I think once it becomes infrastructure and widely used knowledge the authors can't claim control anymore. Or shouldn't.
- sodapopcan 1 month ago
  
  > Future revenue can't be stolen.
  This is a big eye-roll but otherwise ya, this is one way to think of it. It's not all about money, though. The people running these companies are just taking, en masse, without credit. This is a basic human desire. Of course there is a discussion of whether or not we should evolve beyond that. It feels incredibly dystopian to me, though.

pico303 1 month ago

The problem is there was a social contract. Someone spent their time and money to create a product that they shared for free, provided you visit their site and see their offerings. In this way they could afford to keep making this free product that everyone benefited from.

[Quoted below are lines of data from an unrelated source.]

use super::*;

#[test]
fn display_prefixes_are_stable() {
    assert!(
        PlaitError::shape_mismatch("x")
            .to_string()
            .contains("shape mismatch:")
    );
    assert!(PlaitError::no_parent("x").to_string().contains("no parent:"));
    assert!(
        PlaitError::not_duplicable("x")
            .to_string()
            .contains("not duplicable:")
    );
    assert!(PlaitError::escaped("x").to_string().contains("escaped chain:"));
    assert!(
        PlaitError::serde("x")
            .to_string()
            .contains("serialization error:")
    );
}

#[test]
fn other_preserves_source() {
    let base = std::io::Error::other("boom");
    let err = PlaitError::Other(anyhow::Error::new(base));
    assert!(err.to_string().contains("boom"));
}

#[test]
fn serde_json_errors_map_to_serde_variant() {
    let err: PlaitError = serde_json::from_str::<u32>("nope").unwrap_err().into();
    assert!(matches!(err, PlaitError::Serde(_)));
}
pub mod step;
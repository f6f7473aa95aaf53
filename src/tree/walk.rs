use std::collections::BTreeSet;

use crate::{
    tree::address::Address,
    tree::node::Node,
    tree::value::Payload,
};

pub(crate) const WALK_DELETE_KEY: &str = "_walk_delete";

/// Where a traversal callback is being invoked.
#[derive(Clone, Copy, Debug, PartialEq, Eq)]
pub enum WalkPos {
    /// Branch, before its children.
    Enter,
    /// Childless node.
    Leaf,
    /// Branch, after its children.
    Exit,
}

/// Context handed to traversal callbacks.
#[derive(Clone, Debug, PartialEq)]
pub struct WalkCtx {
    /// Distance from the walk root.
    pub depth: usize,
    /// Product of the alphas from the walk root down to this node.
    pub alpha: f64,
    /// Positional address relative to the walk root; `None` at the root.
    pub address: Option<Address>,
}

impl WalkCtx {
    /// Underscore-joined positional address.
    pub fn utag(&self) -> Option<String> {
        self.address.as_ref().and_then(Address::utag)
    }
}

/// Node selector used by [`Node::find`].
pub enum Matcher<'a, T> {
    /// Tag equality.
    Tag(String),
    /// Arbitrary predicate.
    Predicate(Box<dyn Fn(&Node<T>) -> bool + 'a>),
    /// Every listed data key must hold the given value.
    Data(Vec<(String, serde_json::Value)>),
}

impl<'a, T> Matcher<'a, T> {
    /// Match nodes tagged `tag`.
    pub fn tag(tag: impl Into<String>) -> Self {
        Self::Tag(tag.into())
    }

    /// Match nodes for which `f` holds.
    pub fn predicate(f: impl Fn(&Node<T>) -> bool + 'a) -> Self {
        Self::Predicate(Box::new(f))
    }

    /// Match nodes whose data holds every pair.
    pub fn data<K, V>(pairs: impl IntoIterator<Item = (K, V)>) -> Self
    where
        K: Into<String>,
        V: Into<serde_json::Value>,
    {
        Self::Data(
            pairs
                .into_iter()
                .map(|(k, v)| (k.into(), v.into()))
                .collect(),
        )
    }

    /// Whether `node` is selected.
    pub fn matches(&self, node: &Node<T>) -> bool {
        match self {
            Self::Tag(tag) => node.get_tag() == Some(tag.as_str()),
            Self::Predicate(f) => f(node),
            Self::Data(pairs) => pairs.iter().all(|(k, v)| node.get_data(k) == Some(v)),
        }
    }
}

impl<T> From<&str> for Matcher<'_, T> {
    fn from(value: &str) -> Self {
        Self::tag(value)
    }
}

/// Narrows find results by match position.
#[derive(Clone, Debug, PartialEq, Eq)]
pub enum Limit {
    /// Keep only the match at this position.
    Index(usize),
    /// Keep the matches at these positions.
    Set(BTreeSet<usize>),
}

impl Limit {
    /// Whether match number `position` is kept.
    pub fn contains(&self, position: usize) -> bool {
        match self {
            Self::Index(i) => *i == position,
            Self::Set(set) => set.contains(&position),
        }
    }
}

impl From<usize> for Limit {
    fn from(value: usize) -> Self {
        Self::Index(value)
    }
}

impl<const N: usize> From<[usize; N]> for Limit {
    fn from(value: [usize; N]) -> Self {
        Self::Set(value.into_iter().collect())
    }
}

impl<T> Node<T> {
    /// Depth-first traversal with in-place mutation.
    ///
    /// Branches are seen at [`WalkPos::Enter`] and [`WalkPos::Exit`], childless nodes once at
    /// [`WalkPos::Leaf`]. A `Some` returned at a leaf replaces that leaf in its parent (or the
    /// root itself); returns at branch positions are ignored. Every visited child records its
    /// parent's address, see [`Node::parent`].
    pub fn walk<F>(&mut self, visible_only: bool, mut callback: F)
    where
        F: FnMut(&mut Node<T>, WalkPos, &WalkCtx) -> Option<Node<T>>,
    {
        if let Some(replacement) = self.walk_inner(&mut callback, visible_only, 1.0, &mut Vec::new())
        {
            *self = replacement;
        }
    }

    fn walk_inner<F>(
        &mut self,
        callback: &mut F,
        visible_only: bool,
        alpha: f64,
        indices: &mut Vec<usize>,
    ) -> Option<Node<T>>
    where
        F: FnMut(&mut Node<T>, WalkPos, &WalkCtx) -> Option<Node<T>>,
    {
        if visible_only && !self.visible {
            return None;
        }
        let ctx = WalkCtx {
            depth: indices.len(),
            alpha: alpha * self.alpha,
            address: (!indices.is_empty()).then(|| Address::from_indices(indices)),
        };
        if self.children.is_empty() {
            return callback(self, WalkPos::Leaf, &ctx);
        }

        callback(self, WalkPos::Enter, &ctx);
        let parent = Address::from_indices(indices);
        let mut i = 0;
        while i < self.children.len() {
            indices.push(i);
            let child = &mut self.children[i];
            child.parent = Some(parent.clone());
            if let Some(replacement) = child.walk_inner(callback, visible_only, ctx.alpha, indices)
            {
                self.children[i] = replacement;
            }
            indices.pop();
            i += 1;
        }
        callback(self, WalkPos::Exit, &ctx);
        None
    }

    /// Read-only twin of [`Node::walk`].
    pub fn visit<'a, F>(&'a self, visible_only: bool, mut callback: F)
    where
        F: FnMut(&'a Node<T>, WalkPos, &WalkCtx),
    {
        self.visit_inner(&mut callback, visible_only, 1.0, &mut Vec::new());
    }

    fn visit_inner<'a, F>(
        &'a self,
        callback: &mut F,
        visible_only: bool,
        alpha: f64,
        indices: &mut Vec<usize>,
    ) where
        F: FnMut(&'a Node<T>, WalkPos, &WalkCtx),
    {
        if visible_only && !self.visible {
            return;
        }
        let ctx = WalkCtx {
            depth: indices.len(),
            alpha: alpha * self.alpha,
            address: (!indices.is_empty()).then(|| Address::from_indices(indices)),
        };
        if self.children.is_empty() {
            callback(self, WalkPos::Leaf, &ctx);
            return;
        }
        callback(self, WalkPos::Enter, &ctx);
        for (i, child) in self.children.iter().enumerate() {
            indices.push(i);
            child.visit_inner(callback, visible_only, ctx.alpha, indices);
            indices.pop();
        }
        callback(self, WalkPos::Exit, &ctx);
    }

    /// Replace each immediate child with `f(index, child)`.
    pub fn map(mut self, mut f: impl FnMut(usize, Node<T>) -> Node<T>) -> Self {
        self.children = std::mem::take(&mut self.children)
            .into_iter()
            .enumerate()
            .map(|(i, child)| f(i, child))
            .collect();
        self
    }

    /// Keep the immediate children for which `f(index, child)` holds.
    pub fn filter(mut self, mut f: impl FnMut(usize, &Node<T>) -> bool) -> Self {
        let mut i = 0;
        self.children.retain(|child| {
            let keep = f(i, child);
            i += 1;
            keep
        });
        self
    }

    /// Replace every leaf with `f(leaf_index, leaf)`; branches are left alone.
    pub fn mapv(mut self, mut f: impl FnMut(usize, Node<T>) -> Node<T>) -> Self {
        let mut idx = 0;
        self.walk(false, |node, pos, _| {
            if pos != WalkPos::Leaf {
                return None;
            }
            let out = f(idx, std::mem::take(node));
            idx += 1;
            Some(out)
        });
        self
    }

    /// Remove every leaf for which `f(leaf_index, leaf)` is false.
    ///
    /// Leaves are marked during the descent and pruned when their owning branch is left, so a
    /// single traversal both decides and deletes.
    pub fn filterv(mut self, mut f: impl FnMut(usize, &Node<T>) -> bool) -> Self {
        let mut idx = 0;
        self.walk(false, |node, pos, _| {
            match pos {
                WalkPos::Leaf => {
                    if !f(idx, node) {
                        node.set_data(WALK_DELETE_KEY, true);
                    }
                    idx += 1;
                }
                WalkPos::Exit => node
                    .children
                    .retain(|child| !child.data.contains_key(WALK_DELETE_KEY)),
                WalkPos::Enter => {}
            }
            None
        });
        // A childless root has no owner to prune it.
        self.data.remove(WALK_DELETE_KEY);
        self
    }

    /// Replace the children with the flat depth-first list of leaves.
    pub fn collapse(mut self) -> Self {
        if self.children.is_empty() {
            return self;
        }
        let mut leaves = Vec::new();
        self.walk(false, |node, pos, _| {
            if pos == WalkPos::Leaf {
                let mut leaf = std::mem::take(node);
                leaf.parent = None;
                leaves.push(leaf);
            }
            None
        });
        self.children = leaves;
        self
    }

    /// Scalar values of the leaves, depth-first.
    pub fn sum(&self) -> Vec<&T> {
        let mut out = Vec::new();
        self.visit(false, |node, pos, _| {
            if pos == WalkPos::Leaf
                && let Some(v) = node.scalar()
            {
                out.push(v);
            }
        });
        out
    }

    /// Matches in traversal order: leaves when reached, branches once their subtree is done.
    pub fn find(&self, matcher: &Matcher<'_, T>, limit: Option<&Limit>) -> Vec<&Node<T>> {
        self.find_located(matcher, limit)
            .into_iter()
            .map(|(_, _, node)| node)
            .collect()
    }

    /// First narrowed match.
    pub fn find_first(&self, matcher: &Matcher<'_, T>) -> Option<&Node<T>> {
        self.find(matcher, Some(&Limit::Index(0))).into_iter().next()
    }

    /// Apply `f(match_position, node)` to each narrowed match instead of returning them.
    pub fn find_apply(
        mut self,
        matcher: &Matcher<'_, T>,
        limit: Option<&Limit>,
        mut f: impl FnMut(usize, &mut Node<T>),
    ) -> Self {
        let located: Vec<(usize, Vec<usize>)> = self
            .find_located(matcher, limit)
            .into_iter()
            .map(|(pos, path, _)| (pos, path))
            .collect();
        for (pos, path) in located {
            if let Some(node) = self.at_path_mut(&path) {
                f(pos, node);
            }
        }
        self
    }

    pub(crate) fn find_located(
        &self,
        matcher: &Matcher<'_, T>,
        limit: Option<&Limit>,
    ) -> Vec<(usize, Vec<usize>, &Node<T>)> {
        let mut matches = Vec::new();
        self.visit(false, |node, pos, ctx| {
            if pos != WalkPos::Enter && matcher.matches(node) {
                matches.push((positional(ctx), node));
            }
        });
        matches
            .into_iter()
            .enumerate()
            .filter(|(pos, _)| limit.is_none_or(|l| l.contains(*pos)))
            .map(|(pos, (path, node))| (pos, path, node))
            .collect()
    }
}

impl<T: Payload> Node<T> {
    /// Drop every leaf that has no value.
    pub fn unblank(self) -> Self {
        self.filterv(|_, node| node.has_value())
    }
}

/// Non-negative index path of a traversal context.
pub(crate) fn positional(ctx: &WalkCtx) -> Vec<usize> {
    ctx.address
        .as_ref()
        .map(|a| a.components().iter().map(|&c| c as usize).collect())
        .unwrap_or_default()
}

#[cfg(test)]
#[path = "../../tests/unit/tree/walk.rs"]
mod tests;
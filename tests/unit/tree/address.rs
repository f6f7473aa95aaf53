use super::*;

#[test]
fn negative_indices_count_from_end() {
    assert_eq!(resolve_index(-1, 3), Some(2));
    assert_eq!(resolve_index(-3, 3), Some(0));
    assert_eq!(resolve_index(-4, 3), None);
    assert_eq!(resolve_index(3, 3), None);
    assert_eq!(resolve_index(0, 0), None);
}

#[test]
fn insert_positions_clamp() {
    assert_eq!(insert_position(10, 3), 3);
    assert_eq!(insert_position(-1, 3), 2);
    assert_eq!(insert_position(-10, 3), 0);
    assert_eq!(insert_position(0, 0), 0);
}

#[test]
fn parent_and_child_addresses() {
    let a = Address::from([1, 2, 3]);
    assert_eq!(a.parent(), Some(Address::from([1, 2])));
    assert_eq!(a.last(), Some(3));
    assert_eq!(Address::from([1, 2]).child(3), a);
    assert_eq!(Address::Flat(4).parent(), Some(Address::root()));
    assert_eq!(Address::root().parent(), None);
}

#[test]
fn utag_joins_components() {
    assert_eq!(Address::from([0, 2]).utag().as_deref(), Some("0_2"));
    assert_eq!(Address::root().utag(), None);
    assert_eq!(Address::from(5).utag().as_deref(), Some("5"));
}
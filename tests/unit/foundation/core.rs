use super::*;

#[test]
fn rng_is_deterministic_per_seed() {
    let mut a = Rng64::new(7);
    let mut b = Rng64::new(7);
    for _ in 0..8 {
        assert_eq!(a.next_u64(), b.next_u64());
    }
    let mut c = Rng64::new(8);
    assert_ne!(Rng64::new(7).next_u64(), c.next_u64());
}

#[test]
fn next_below_stays_in_range() {
    let mut rng = Rng64::new(42);
    for bound in 1..20 {
        assert!(rng.next_below(bound) < bound);
    }
}

#[test]
fn shuffle_is_a_permutation() {
    let mut items: Vec<u32> = (0..16).collect();
    Rng64::new(3).shuffle(&mut items);
    let mut sorted = items.clone();
    sorted.sort_unstable();
    assert_eq!(sorted, (0..16).collect::<Vec<_>>());

    let mut again: Vec<u32> = (0..16).collect();
    Rng64::new(3).shuffle(&mut again);
    assert_eq!(items, again);
}

#[test]
fn union_rect_accumulates() {
    let r = union_rect(None, Rect::new(0.0, 0.0, 1.0, 1.0));
    let r = union_rect(r, Rect::new(2.0, -1.0, 3.0, 0.5));
    assert_eq!(r, Some(Rect::new(0.0, -1.0, 3.0, 1.0)));
}

#[test]
fn lerp_point_endpoints() {
    let a = Point::new(0.0, 0.0);
    let b = Point::new(10.0, 20.0);
    assert_eq!(lerp_point(a, b, 0.0), a);
    assert_eq!(lerp_point(a, b, 1.0), b);
    assert_eq!(lerp_point(a, b, 0.5), Point::new(5.0, 10.0));
}
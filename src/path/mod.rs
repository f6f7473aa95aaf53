pub mod node;
pub mod reverse;
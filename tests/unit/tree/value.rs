use super::*;

#[test]
fn presence_per_variant() {
    assert!(!Value::<i32>::Empty.is_present());
    assert!(Value::Scalar(Rc::new(3)).is_present());
    assert!(!Value::<i32>::Path(BezPath::new()).is_present());

    let mut p = BezPath::new();
    p.move_to((0.0, 0.0));
    assert!(Value::<i32>::Path(p).is_present());

    assert!(!Value::Scalar(Rc::new(serde_json::Value::Null)).is_present());
}

#[test]
fn blank_keeps_path_kind() {
    let mut p = BezPath::new();
    p.move_to((1.0, 1.0));
    let v = Value::<i32>::Path(p);
    assert!(v.blank().is_path_kind());
    assert!(!v.blank().is_present());
    assert!(!Value::Scalar(Rc::new(1)).blank().is_path_kind());
}

#[test]
fn duplicate_shares_only_opaque_payloads() {
    let v = Value::Scalar(Rc::new(5u8));
    let (dup, shared) = v.duplicate();
    assert!(!shared);
    assert!(!dup.shares_with(&v));

    let o = Value::Scalar(Rc::new(Opaque(5u8)));
    let (dup, shared) = o.duplicate();
    assert!(shared);
    assert!(dup.shares_with(&o));
}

LLMs broke that social contract. Now that product will likely go away.

People can twist themselves into knots about how LLMs create “value” and that makes all of this ok, but the truth is they stole information to generate a new product that generates revenue for themselves at the cost of other people’s work. This is literally theft. This is what copyright law is meant to protect. If LLM manufacturers are making money off someone’s work, they need to compensate people for that work, same as any client or customer.

LLMs are not doing this for the good of society. They themselves are making money off this. And I’m sure if someone comes along with LLM 2.0 and rips them off, they’re going to be screaming to governments and attorneys for protection.

The ironic part of all of this is that LLMs are literally killing the businesses they need to survive. When people stop visiting (and paying) Tailwind, Wikipedia, news sites, weather, and so on, and only use LLMs, those sites and services will die. Heck, there’s even good reason to think LLMs will kill the Internet at large, at least as an information source. Why in the hell would I publish news or a book or events on the Internet if it’s just going to be stolen and illegally republished through an LLM without compensating me for my work? Once this information goes away or is locked behind nothing but paywalls, I hope everyone is ready for the end of the free ride.